Sustentaba a los débiles y vacilantes, al mismo tiempo respondía a los herejes, a los cátaros en particular, y resolvía precisas y difíciles cuestiones teológicas que le planteaban obispos, abades y monjes. Sometía al Señor los interrogantes que le eran puestos y la Luz, que siempre la acompañó desde la infancia, le presentaba la visión en la cual le era dada respuesta. Desde París le escribían para tener elucidaciones, como lo hizo el magister Odo, que en el Sínodo de Tréveris había oído al Papa Eugenio III leer en alta voz las páginas de la obra hildegardiana Scivias y por esta razón quiso entrar en contacto con la autora, a fin de resolver la disputa teológica de quien negaba que Dios es paternidad y divinidad conjuntamente. Fue especial el vínculo que la unía al monasterio benedictino de San Eucharius, el más antiguo de Alemania. Era muy compleja la vida de los Obispos-Príncipes, dividida entre el poder y el espíritu, el servicio al Rey o Emperador y el servicio a Dios. La propia conciencia dividida iba a solicitar de la profética voz de la «santa Madre» como era llamada, a la cual el Arzobispo Hillin suplicó, como «pecador», tener de ella algún goce de sus palabras como conforto espiritual para su alma. Y la Madre Ildegarda no dejaba de atender:
«Así resuena la sabiduría y dice: este es el tiempo de las mujerzuelas […]. Pero ahora escucha ¡oh! pastor: la justicia divina te mantiene firme porque la gracia de Dios no ha penetrado en ti en vano. Sin embargo, cuando emprendes una buena obra, te cansas velozmente. También cuando, convocado a la misa festiva, conduces la oración, rápidamente te cansas [Nota de la autora: es decir, también los pensamientos terrenales lo acompañaban durante la Misa]. […]. A ti te es asignada la torre [N. d. a.: la diócesis]. Protege la torre y haz que toda la ciudad no sea arruinada y destruida. Por lo tanto vigila, mantiene la disciplina con báculo de hierro e instruye.
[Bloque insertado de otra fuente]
//! Inclusion predicates applied to archive entry paths.

use log::warn;
use regex::Regex;

/// Decides whether an archive entry should be extracted.
///
/// Implementations must be pure: the same path always yields the same
/// answer, and calling [`matches`](Matcher::matches) never mutates shared
/// state, so one matcher can serve concurrent extractions.
pub trait Matcher: Send + Sync {
    /// Returns `true` if the entry at `path` should be kept.
    fn matches(&self, path: &str) -> bool;
}

impl<F> Matcher for F
where
    F: Fn(&str) -> bool + Send + Sync,
{
    fn matches(&self, path: &str) -> bool {
        self(path)
    }
}

/// Matches every path.
#[derive(Debug, Clone, Copy, Default)]
pub struct MatchAll;

impl Matcher for MatchAll {
    fn matches(&self, _path: &str) -> bool {
        true
    }
}

/// Matches a path if any of its regular expressions finds a match in it.
///
/// Patterns are searched, not anchored: `\.md$` selects every markdown
/// file, `^docs/` everything under `docs`.
#[derive(Debug, Clone, Default)]
pub struct AnyOfPatterns {
    patterns: Vec<Regex>,
}

impl AnyOfPatterns {
    /// Compiles `patterns`.
    ///
    /// A pattern that does not compile is reported with a warning and left
    /// out, so it never matches while the remaining patterns still apply.
    pub fn new<I, S>(patterns: I) -> Self
    where
        I: IntoIterator<Item = S>,
        S: AsRef<str>,
    {
        let patterns = patterns
            .into_iter()
            .filter_map(|p| match Regex::new(p.as_ref()) {
                Ok(re) => Some(re),
                Err(err) => {
                    warn!("unable to compile pattern {}: {}", p.as_ref(), err);
                    None
                }
            })
            .collect();
        Self { patterns }
    }

    /// Number of patterns that compiled.
    pub fn len(&self) -> usize {
        self.patterns.len()
    }

    pub fn is_empty(&self) -> bool {
        self.patterns.is_empty()
    }
}

impl Matcher for AnyOfPatterns {
    fn matches(&self, path: &str) -> bool {
        self.patterns.iter().any(|re| re.is_match(path))
    }
}
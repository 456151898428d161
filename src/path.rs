//! Leading-segment stripping for tar entry paths.

/// Number of leading path segments dropped from tar entry names.
#[derive(Debug, Clone, Copy, PartialEq, Eq, PartialOrd, Ord, Hash, Default)]
pub struct StripDepth(pub usize);

impl StripDepth {
    /// Keep entry names unchanged.
    pub const NONE: Self = Self(0);

    /// Drop the `<owner>-<repo>-<sha>/` directory GitHub wraps tarballs in.
    pub const REPOSITORY_TARBALL: Self = Self(1);

    /// Computes the lookup key for `raw`.
    ///
    /// The name is split on `/` into at most `depth + 1` pieces and the last
    /// piece is returned whole, so `a/b/c/d` at depth 1 becomes `b/c/d`.
    /// Returns `None` when the name has no more than `depth` segments.
    pub fn resolve(self, raw: &str) -> Option<&str> {
        if self.0 == 0 {
            return Some(raw);
        }
        raw.splitn(self.0 + 1, '/').nth(self.0)
    }
}

impl From<usize> for StripDepth {
    fn from(depth: usize) -> Self {
        Self(depth)
    }
}

impl std::fmt::Display for StripDepth {
    fn fmt(&self, f: &mut std::fmt::Formatter<'_>) -> std::fmt::Result {
        write!(f, "{}", self.0)
    }
}
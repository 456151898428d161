use async_trait::async_trait;
use log::{debug, warn};
use reqwest::header::{CONTENT_TYPE, HeaderName, LOCATION};
use reqwest::{Client, redirect};
use std::time::Duration;

use super::{Auth, Request, Response, Transport};
use crate::error::Result;

const USER_AGENT: &str = concat!(env!("CARGO_PKG_NAME"), "/", env!("CARGO_PKG_VERSION"));

/// Transport backed by `reqwest`
pub struct HttpTransport {
    client: Client,
    no_redirect_client: Client,
    max_retry: u32,
}

impl HttpTransport {
    /// Create a transport with a 30 second request timeout
    pub fn new() -> Result<Self> {
        Self::with_timeout(Duration::from_secs(30))
    }

    pub fn with_timeout(timeout: Duration) -> Result<Self> {
        let client = Client::builder()
            .timeout(timeout)
            .user_agent(USER_AGENT)
            .build()?;
        let no_redirect_client = Client::builder()
            .timeout(timeout)
            .user_agent(USER_AGENT)
            .redirect(redirect::Policy::none())
            .build()?;

        Ok(Self {
            client,
            no_redirect_client,
            max_retry: 10,
        })
    }

    /// Set how many attempts are made on timeouts and connection failures
    pub fn max_retry(mut self, max_retry: u32) -> Self {
        self.max_retry = max_retry.max(1);
        self
    }

    fn request(&self, request: &Request) -> reqwest::RequestBuilder {
        let client = if request.follow_redirects {
            &self.client
        } else {
            &self.no_redirect_client
        };

        let builder = client.get(&request.url);
        match &request.auth {
            Auth::Anonymous => builder,
            Auth::Basic(token) => builder.basic_auth("", Some(token)),
            Auth::Bearer(token) => builder.bearer_auth(token),
        }
    }
}

#[async_trait]
impl Transport for HttpTransport {
    async fn get(&self, request: Request) -> Result<Response> {
        let mut retry_count = 0;

        let resp = loop {
            debug!("GET {}", request.url);
            match self.request(&request).send().await {
                Ok(resp) => break resp,
                Err(e) if e.is_timeout() || e.is_connect() => {
                    retry_count += 1;
                    if retry_count >= self.max_retry {
                        return Err(e.into());
                    }
                    warn!(
                        "connection error, retry {}/{}: {}",
                        retry_count, self.max_retry, e
                    );
                    tokio::time::sleep(Duration::from_millis(500 * retry_count as u64)).await;
                }
                Err(e) => return Err(e.into()),
            }
        };

        let header = |name: HeaderName| {
            resp.headers()
                .get(name)
                .and_then(|v| v.to_str().ok())
                .map(str::to_string)
        };
        let status = resp.status().as_u16();
        let content_type = header(CONTENT_TYPE);
        let location = header(LOCATION);
        let body = resp.bytes().await?.to_vec();

        Ok(Response {
            status,
            content_type,
            location,
            body,
        })
    }
}
//! Error types for archive retrieval and extraction.

use thiserror::Error;

/// Result type alias using [`Error`].
pub type Result<T> = std::result::Result<T, Error>;

/// Errors that abort a retrieval or an extraction.
///
/// Malformed inclusion patterns and tar entries sitting above the strip
/// level are not errors: they are logged and skipped.
#[derive(Error, Debug)]
pub enum Error {
    /// The archive stream could not be read.
    #[error("I/O error: {0}")]
    Io(#[from] std::io::Error),

    /// The decoder for the declared format could not be set up.
    #[error("failed to open decoder: {0}")]
    Decoder(String),

    /// The zip or tar structure is corrupted.
    #[error("invalid archive: {0}")]
    InvalidArchive(String),

    /// The HTTP request could not be performed.
    #[error("HTTP error: {0}")]
    Http(#[from] reqwest::Error),

    /// The server answered with an unexpected status code.
    #[error("unexpected status {status} for {url}")]
    Status {
        /// Requested URL.
        url: String,
        /// Status code returned.
        status: u16,
    },

    /// An artifact download did not answer with a redirect.
    #[error("no download location returned for {0}")]
    MissingRedirect(String),

    /// The API returned a body that could not be decoded.
    #[error("invalid API response: {0}")]
    InvalidResponse(#[from] serde_json::Error),

    /// The repository is not in `owner/name` form.
    #[error("invalid repository {0:?}, expected owner/name")]
    InvalidRepository(String),

    /// No artifact with the requested name exists for the run.
    #[error("unable to find artifact named {name} for run {run_id} on repository {repository}")]
    ArtifactNotFound {
        /// Requested artifact name.
        name: String,
        /// Workflow run searched.
        run_id: u64,
        /// Repository searched, as `owner/name`.
        repository: String,
    },
}

impl Error {
    /// Returns `true` if the bytes could not be read or decoded at all.
    #[must_use]
    pub const fn is_transport(&self) -> bool {
        matches!(self, Self::Io(_) | Self::Decoder(_) | Self::Http(_))
    }

    /// Returns `true` if the container itself is malformed.
    #[must_use]
    pub const fn is_container_format(&self) -> bool {
        matches!(self, Self::InvalidArchive(_))
    }

    /// Classifies an error raised while walking a tar stream.
    ///
    /// The `tar` crate reports its own structural failures with
    /// [`std::io::ErrorKind::Other`]; every other kind comes from the
    /// underlying reader or decompressor.
    pub(crate) fn from_tar(err: std::io::Error) -> Self {
        if err.kind() == std::io::ErrorKind::Other {
            Self::InvalidArchive(format!("failed to read tar entry: {err}"))
        } else {
            Self::Io(err)
        }
    }
}
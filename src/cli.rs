use clap::{Parser, Subcommand};

#[derive(Parser, Debug)]
#[command(name = "ghextract")]
#[command(version)]
#[command(about = "Fetch selected files from GitHub tarballs and workflow artifacts", long_about = None)]
#[command(after_help = "Examples:\n  \
  ghextract tarball octocat/hello main -i '^\\.github/'   list workflow files of octocat/hello\n  \
  ghextract -p tarball octocat/hello -i 'README'         print the README to stdout\n  \
  ghextract -v artifact coverage                         list the coverage artifact of the current run")]
pub struct Cli {
    #[command(subcommand)]
    pub command: Command,

    /// List file names (default)
    #[arg(short = 'l', global = true)]
    pub list: bool,

    /// List verbosely: size, mode, modification time
    #[arg(short = 'v', global = true)]
    pub verbose: bool,

    /// Extract files to pipe
    #[arg(short = 'p', global = true)]
    pub pipe: bool,

    /// Quiet mode (only errors are logged)
    #[arg(short = 'q', action = clap::ArgAction::Count, global = true)]
    pub quiet: u8,
}

#[derive(Subcommand, Debug)]
pub enum Command {
    /// Select files from a repository tarball
    Tarball {
        /// Repository as owner/name
        #[arg(value_name = "OWNER/REPO")]
        repository: String,

        /// Branch, tag or commit
        #[arg(value_name = "REF", default_value = "HEAD")]
        branch: String,

        /// Regular expressions selecting paths (default: all)
        #[arg(short = 'i', long = "include", value_name = "PATTERN")]
        include: Vec<String>,
    },

    /// Fetch a workflow run artifact
    Artifact {
        /// Artifact name
        #[arg(value_name = "NAME")]
        name: String,

        /// Repository as owner/name (default: $GITHUB_REPOSITORY)
        #[arg(short = 'r', long = "repository", value_name = "OWNER/REPO")]
        repository: Option<String>,

        /// Workflow run id (default: $GITHUB_RUN_ID)
        #[arg(long = "run-id", value_name = "ID")]
        run_id: Option<u64>,
    },
}

impl Cli {
    pub fn is_quiet(&self) -> bool {
        self.quiet > 0
    }

    /// Default log filter, overridden by `RUST_LOG`.
    pub fn log_filter(&self) -> &'static str {
        if self.is_quiet() { "error" } else { "warn" }
    }
}
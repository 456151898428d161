//! ZIP archive parsing and extraction.
//!
//! Zip needs random access to its Central Directory, so the whole archive is
//! buffered before parsing. Entry names are used exactly as stored: no
//! leading segments are stripped.
//!
//! ## Architecture
//!
//! - [`structures`]: Data structures representing ZIP format elements (EOCD, file headers, etc.)
//! - [`parser`]: Low-level parsing of ZIP structures from raw bytes
//! - [`extractor`]: Entry filtering and decompression into memory
//!
//! ## Supported Features
//!
//! - Standard ZIP format (PKZIP APPNOTE 6.3.x compatible)
//! - ZIP64 extensions for files > 4GB
//! - STORED (no compression) and DEFLATE compression methods
//!
//! ## Limitations
//!
//! - No encryption support
//! - No multi-disk archive support
//! - No BZIP2, LZMA, or other compression methods
//! - CRC-32 values are not verified

mod extractor;
mod parser;
mod structures;

pub use extractor::ZipExtractor;
pub use parser::ZipParser;
pub use structures::*;

use crate::archive::Extraction;
use crate::error::Result;
use crate::matcher::Matcher;

/// Extracts the entries of an in-memory zip archive selected by `include`.
pub fn extract<M>(data: &[u8], include: &M) -> Result<Extraction>
where
    M: Matcher + ?Sized,
{
    ZipExtractor::new(data).extract_matching(include)
}
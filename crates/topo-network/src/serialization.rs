use serde::{Deserialize, Serialize};
use topo_core::errors::{ErrorInfo, TopoError};
use topo_core::provenance::SchemaVersion;

use crate::network::{KineticTransitionNetwork, RawTransitionState};
use crate::similarity::SimilarityComparer;

/// Schema written into every snapshot.
pub const NETWORK_SCHEMA: SchemaVersion = SchemaVersion::new(1, 0, 0);

/// Serializes the network to a compact binary snapshot using `bincode`.
pub fn network_to_bytes(network: &KineticTransitionNetwork) -> Result<Vec<u8>, TopoError> {
    let serializable = SerializableNetwork::from_network(network);
    bincode::serialize(&serializable)
        .map_err(|err| TopoError::Serde(ErrorInfo::new("serialize-bytes", err.to_string())))
}

/// Restores a network from its binary snapshot.
pub fn network_from_bytes(bytes: &[u8]) -> Result<KineticTransitionNetwork, TopoError> {
    let serializable: SerializableNetwork = bincode::deserialize(bytes)
        .map_err(|err| TopoError::Serde(ErrorInfo::new("deserialize-bytes", err.to_string())))?;
    serializable.into_network()
}

/// Serializes the network to a JSON snapshot.
pub fn network_to_json(network: &KineticTransitionNetwork) -> Result<String, TopoError> {
    let serializable = SerializableNetwork::from_network(network);
    serde_json::to_string_pretty(&serializable)
        .map_err(|err| TopoError::Serde(ErrorInfo::new("serialize-json", err.to_string())))
}

/// Restores a network from a JSON snapshot.
pub fn network_from_json(json: &str) -> Result<KineticTransitionNetwork, TopoError> {
    let serializable: SerializableNetwork = serde_json::from_str(json)
        .map_err(|err| TopoError::Serde(ErrorInfo::new("deserialize-json", err.to_string())))?;
    serializable.into_network()
}

#[derive(Debug, Serialize, Deserialize)]
struct SerializableNetwork {
    schema_version: SchemaVersion,
    comparer: SimilarityComparer,
    minima: Vec<SerializableMinimum>,
    transition_states: Vec<SerializableTransitionState>,
}

#[derive(Debug, Serialize, Deserialize)]
struct SerializableMinimum {
    point: Vec<f64>,
    value: f64,
}

#[derive(Debug, Serialize, Deserialize)]
struct SerializableTransitionState {
    point: Vec<f64>,
    value: f64,
    eigenvector: Vec<f64>,
    minima: (u64, u64),
}

impl SerializableNetwork {
    fn from_network(network: &KineticTransitionNetwork) -> Self {
        Self {
            schema_version: NETWORK_SCHEMA,
            comparer: network.comparer().clone(),
            minima: network
                .minima()
                .iter()
                .map(|m| SerializableMinimum {
                    point: m.point.clone(),
                    value: m.value,
                })
                .collect(),
            transition_states: network
                .transition_states()
                .iter()
                .map(|ts| SerializableTransitionState {
                    point: ts.point.clone(),
                    value: ts.value,
                    eigenvector: ts.eigenvector.clone(),
                    minima: (ts.minima.0.as_raw(), ts.minima.1.as_raw()),
                })
                .collect(),
        }
    }

    fn into_network(self) -> Result<KineticTransitionNetwork, TopoError> {
        if !NETWORK_SCHEMA.is_compatible(&self.schema_version) {
            return Err(TopoError::Serde(
                ErrorInfo::new("schema-mismatch", "snapshot schema is not supported")
                    .with_context(
                        "found",
                        format!(
                            "{}.{}.{}",
                            self.schema_version.major,
                            self.schema_version.minor,
                            self.schema_version.patch
                        ),
                    )
                    .with_context("supported_major", NETWORK_SCHEMA.major.to_string()),
            ));
        }
        let minima = self.minima.into_iter().map(|m| (m.point, m.value)).collect();
        let transition_states = self
            .transition_states
            .into_iter()
            .map(|ts| RawTransitionState {
                point: ts.point,
                value: ts.value,
                eigenvector: ts.eigenvector,
                minima: ts.minima,
            })
            .collect();
        KineticTransitionNetwork::restore(self.comparer, minima, transition_states)
    }
}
Unge las heridas de quienes se han confiado a ti».
Tan corrupta era la situación de la diócesis y los monasterios en Alemania, tanto del punto de vista doctrinal como moral, que el Señor le permitió a Hildegarda abandonar el claustro para reprender a quien no cumplía el propio deber. En su primer largo viaje, que realizó cuanto tenía casi sesenta años, atravesó todo el territorio del Meno hasta Bamberg y Steigerwald (1158-1159). En 1160, durante una epidemia que duró tres años, llegó a la región montañosa de Hunsrück hacia Tréveris, descendiendo el Mosella hasta Metz, a la Lotaringia en dirección a Krauftal, vecina de Saverne. El tercer viaje (1161-1163) la condujo a recorrer el Rin en dirección a Colonia; luego llegó a Werden am Rurh y, probablemente, a Lieja. Seguidamente contrajo otra enfermedad que duró tres años, obligándola a guardar cama y entre los años 1170 y 1171 emprendió el último viaje de su vida, fue a Suecia, desde Maulbronn, Hirsau, Kircheim, hasta Zwiefalten.
Esto quiso el Señor y esto ella le da, permaneciendo monja de clausura, no obstante esté al servicio del apostolado itinerante, destinado a curar, con rigor, aquello que está grave y dramáticamente desviado. Y su obra producirá frutos prodigiosos de retorno al orden espiritual y eclesiástico para bien de la Iglesia y de la civilización, conforme los derechos del Creador.